──────── Entries supplied ────────

//! TOML configuration for the Fleet daemon.
//!
//! Every section is optional. Without a config file the daemon runs the
//! default four-worker fleet.

use std::collections::HashSet;
use std::path::Path;
use std::time::Duration;

use anyhow::{Context, bail};
use fleet_types::RouterConfig;
use serde::Deserialize;

/// Processing times of the default fleet, cycled when more workers are asked for.
const DEFAULT_PROCESSING_TIMES_MS: [u64; 4] = [100, 200, 150, 300];

/// Top-level configuration, parsed from TOML.
#[derive(Debug, Deserialize)]
#[serde(default)]
pub struct CliConfig {
    /// Ring and dispatcher tuning.
    pub router: RouterConfig,
    /// Simulated workers to register.
    pub workers: Vec<WorkerSection>,
    /// Logging configuration.
    pub log: LogSection,
}

impl Default for CliConfig {
    fn default() -> Self {
        Self {
            router: RouterConfig::default(),
            workers: default_workers(DEFAULT_PROCESSING_TIMES_MS.len()),
            log: LogSection::default(),
        }
    }
}

/// One `[[workers]]` entry.
#[derive(Debug, Clone, PartialEq, Eq, Deserialize)]
pub struct WorkerSection {
    /// Worker ID, unique within the fleet.
    pub id: String,
    /// Simulated time per task.
    #[serde(default = "default_processing_time_ms")]
    pub processing_time_ms: u64,
}

impl WorkerSection {
    pub fn processing_time(&self) -> Duration {
        Duration::from_millis(self.processing_time_ms)
    }
}

fn default_processing_time_ms() -> u64 {
    DEFAULT_PROCESSING_TIMES_MS[0]
}

/// `[log]` section.
#[derive(Debug, Deserialize)]
#[serde(default)]
pub struct LogSection {
    /// Log level filter (e.g. `"info"`, `"debug"`).
    pub level: String,
}

impl Default for LogSection {
    fn default() -> Self {
        Self {
            level: "info".to_string(),
        }
    }
}

/// `worker-1` .. `worker-n`, cycling through the default processing times.
pub fn default_workers(n: usize) -> Vec<WorkerSection> {
    (0..n)
        .map(|i| WorkerSection {
            id: format!("worker-{}", i + 1),
            processing_time_ms: DEFAULT_PROCESSING_TIMES_MS[i % DEFAULT_PROCESSING_TIMES_MS.len()],
        })
        .collect()
}

impl CliConfig {
    /// Load config from a TOML file, or return defaults if no path given.
    pub fn load(path: Option<&Path>) -> anyhow::Result<Self> {
        let config = match path {
            Some(p) => {
                let content = std::fs::read_to_string(p)
                    .with_context(|| format!("failed to read {}", p.display()))?;
                Self::from_toml(&content)?
            }
            None => Self::default(),
        };
        config.validate()?;
        Ok(config)
    }

    /// Parse config from a TOML string.
    pub fn from_toml(s: &str) -> anyhow::Result<Self> {
        Ok(toml::from_str(s)?)
    }

    /// Reject configs the router cannot run with.
    pub fn validate(&self) -> anyhow::Result<()> {
        if self.router.replicas == 0 {
            bail!("router.replicas must be at least 1");
        }
        if self.router.queue_capacity == 0 {
            bail!("router.queue_capacity must be at least 1");
        }
        if self.router.worker_queue_capacity == 0 {
            bail!("router.worker_queue_capacity must be at least 1");
        }

        let mut seen = HashSet::new();
        for worker in &self.workers {
            if worker.id.is_empty() {
                bail!("worker id must not be empty");
            }
            if !seen.insert(worker.id.as_str()) {
                bail!("duplicate worker id {:?}", worker.id);
            }
        }
        Ok(())
    }
}
//! `fleetd`: the Fleet router daemon.
//!
//! Builds a fleet of simulated workers from config, routes tasks over the
//! consistent hash ring and reports per-worker statistics.
//!
//! # Usage
//!
//! ```text
//! fleetd demo                          # default 4-worker fleet, fault-injection run
//! fleetd demo -c fleet.toml            # fleet and router tuning from a config file
//! fleetd demo --workers 8 --tasks 100  # larger run
//! fleetd route task-01 task-02         # print the owner of each task ID
//! ```

mod config;

use std::path::PathBuf;
use std::sync::Arc;
use std::time::Duration;

use anyhow::{Context, Result};
use clap::{Parser, Subcommand};
use fleet_router::{Dispatcher, RouterError, SimulatedWorker, Stats, Worker};
use fleet_types::Task;
use tracing::{info, warn};

use config::{CliConfig, default_workers};

/// Upper bound on waiting for the fleet to go quiet between demo phases.
const SETTLE_TIMEOUT: Duration = Duration::from_secs(30);

// -----------------------------------------------------------------------
// CLI definition
// -----------------------------------------------------------------------

#[derive(Parser)]
#[command(name = "fleetd", version, about = "Fleet consistent-hash task router")]
struct Cli {
    /// Path to TOML config file.
    #[arg(short, long, global = true, env = "FLEET_CONFIG")]
    config: Option<PathBuf>,

    #[command(subcommand)]
    command: Commands,
}

#[derive(Subcommand)]
enum Commands {
    /// Run the demo: submit tasks, fail a worker, remove it, bring it back.
    Demo {
        /// Replace the configured fleet with N default workers.
        #[arg(short, long)]
        workers: Option<usize>,

        /// Tasks in the first batch. Later batches submit half as many.
        #[arg(short, long, default_value = "20")]
        tasks: usize,

        /// Delay between submissions, in milliseconds.
        #[arg(short, long, default_value = "50")]
        interval_ms: u64,
    },

    /// Print the worker owning each task ID without dispatching anything.
    Route {
        /// Task IDs to look up.
        #[arg(required = true)]
        task_ids: Vec<String>,
    },
}

// -----------------------------------------------------------------------
// Entrypoint
// -----------------------------------------------------------------------

#[tokio::main]
async fn main() -> Result<()> {
    let cli = Cli::parse();
    let mut config = CliConfig::load(cli.config.as_deref()).context("failed to load config")?;

    setup_tracing(&config.log.level);

    match cli.command {
        Commands::Demo {
            workers,
            tasks,
            interval_ms,
        } => {
            // CLI args override config file values.
            if let Some(n) = workers {
                config.workers = default_workers(n);
            }
            let stats = cmd_demo(&config, tasks, Duration::from_millis(interval_ms)).await?;
            print_stats(&stats);
            Ok(())
        }
        Commands::Route { task_ids } => {
            for (task_id, owner) in cmd_route(&config, &task_ids).await {
                println!("{task_id:<20} -> {}", owner.as_deref().unwrap_or("<none>"));
            }
            Ok(())
        }
    }
}

/// Initialize the `tracing` subscriber with the given level filter.
///
/// Respects `RUST_LOG` env var if set, otherwise uses the config value.
fn setup_tracing(level: &str) {
    use tracing_subscriber::EnvFilter;

    let filter = EnvFilter::try_from_default_env().unwrap_or_else(|_| EnvFilter::new(level));
    tracing_subscriber::fmt().with_env_filter(filter).init();
}

/// Build a dispatcher with every configured worker registered.
async fn build_fleet(config: &CliConfig) -> (Dispatcher, Vec<Arc<SimulatedWorker>>) {
    let dispatcher = Dispatcher::new(config.router.clone());
    let mut workers = Vec::with_capacity(config.workers.len());
    for section in &config.workers {
        let worker = SimulatedWorker::new(section.id.as_str(), section.processing_time());
        dispatcher.add_worker(worker.clone()).await;
        workers.push(worker);
    }
    (dispatcher, workers)
}

// -----------------------------------------------------------------------
// fleetd demo
// -----------------------------------------------------------------------

async fn cmd_demo(config: &CliConfig, tasks: usize, interval: Duration) -> Result<Stats> {
    let (dispatcher, workers) = build_fleet(config).await;
    info!(
        workers = workers.len(),
        replicas = config.router.replicas,
        queue_capacity = config.router.queue_capacity,
        "fleet ready"
    );
    dispatcher.start().context("failed to start dispatcher")?;

    let mut next_id = 1;
    info!(tasks, "submitting initial batch");
    submit_batch(&dispatcher, &mut next_id, tasks, interval).await;
    settle(&dispatcher).await;

    if let Some(victim) = workers.get(1) {
        let batch = tasks.div_ceil(2);

        info!(worker_id = %victim.id(), "injecting worker failure");
        victim.set_healthy(false);
        submit_batch(&dispatcher, &mut next_id, batch, interval).await;
        settle(&dispatcher).await;

        info!(worker_id = %victim.id(), "removing failed worker");
        dispatcher.remove_worker(victim.id().as_str()).await;

        info!(worker_id = %victim.id(), "restoring worker");
        victim.set_healthy(true);
        dispatcher.add_worker(victim.clone()).await;

        submit_batch(&dispatcher, &mut next_id, batch, interval).await;
        settle(&dispatcher).await;
    } else {
        warn!("fewer than two workers configured, skipping failure injection");
    }

    let stats = dispatcher.stats().await;
    dispatcher.stop().await;
    Ok(stats)
}

async fn submit_batch(
    dispatcher: &Dispatcher,
    next_id: &mut usize,
    count: usize,
    interval: Duration,
) {
    for _ in 0..count {
        let task = Task::new(
            format!("task-{:02}", *next_id),
            format!("payload {}", *next_id),
        );
        *next_id += 1;

        match dispatcher.submit(task) {
            Ok(()) => {}
            Err(e @ RouterError::QueueFull { .. }) => warn!(error = %e, "task rejected"),
            Err(e) => warn!(error = %e, "task not submitted"),
        }

        if !interval.is_zero() {
            tokio::time::sleep(interval).await;
        }
    }
}

/// Wait until the queue is empty and every dispatched task has finished.
async fn settle(dispatcher: &Dispatcher) {
    let quiet = async {
        loop {
            let d = dispatcher.stats().await.dispatch;
            if dispatcher.queue_len() == 0
                && d.resolved() == d.submitted
                && d.completed + d.failed == d.dispatched
            {
                return;
            }
            tokio::time::sleep(Duration::from_millis(20)).await;
        }
    };

    if tokio::time::timeout(SETTLE_TIMEOUT, quiet).await.is_err() {
        warn!(timeout = ?SETTLE_TIMEOUT, "fleet did not settle, continuing");
    }
}

fn print_stats(stats: &Stats) {
    println!();
    println!(
        "{:<16} {:>10} {:>8} {:>8} {:>10}",
        "WORKER", "PROCESSED", "HEALTHY", "LOAD", "IN_FLIGHT"
    );
    for w in &stats.workers {
        println!(
            "{:<16} {:>10} {:>8} {:>8.3} {:>10}",
            w.id.as_str(),
            w.processed,
            w.healthy,
            w.load,
            w.in_flight
        );
    }

    let t = &stats.totals;
    let d = &stats.dispatch;
    println!();
    println!(
        "workers: {} ({} healthy)  processed: {}",
        t.worker_count, t.healthy_count, t.total_processed
    );
    println!(
        "submitted: {}  rejected: {}  dispatched: {}  completed: {}  failed: {}",
        d.submitted, d.rejected, d.dispatched, d.completed, d.failed
    );
    println!(
        "dropped: {} (no workers: {}, unhealthy: {}, saturated: {}, abandoned: {})",
        d.dropped(),
        d.dropped_no_workers,
        d.dropped_unhealthy,
        d.dropped_saturated,
        d.abandoned
    );
}

// -----------------------------------------------------------------------
// fleetd route
// -----------------------------------------------------------------------

async fn cmd_route(config: &CliConfig, task_ids: &[String]) -> Vec<(String, Option<String>)> {
    let (dispatcher, _workers) = build_fleet(config).await;
    let mut owners = Vec::with_capacity(task_ids.len());
    for task_id in task_ids {
        let owner = dispatcher
            .ring()
            .lookup(task_id)
            .await
            .ok()
            .map(|handle| handle.id().to_string());
        owners.push((task_id.clone(), owner));
    }
    owners
}

// -----------------------------------------------------------------------
// Tests
// -----------------------------------------------------------------------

────────

--- What you are asked to do ---
If a line of the entries contains the string "Deserialize", it counts; report how many such lines there are, as a bare number.

--- Problem solution ---
4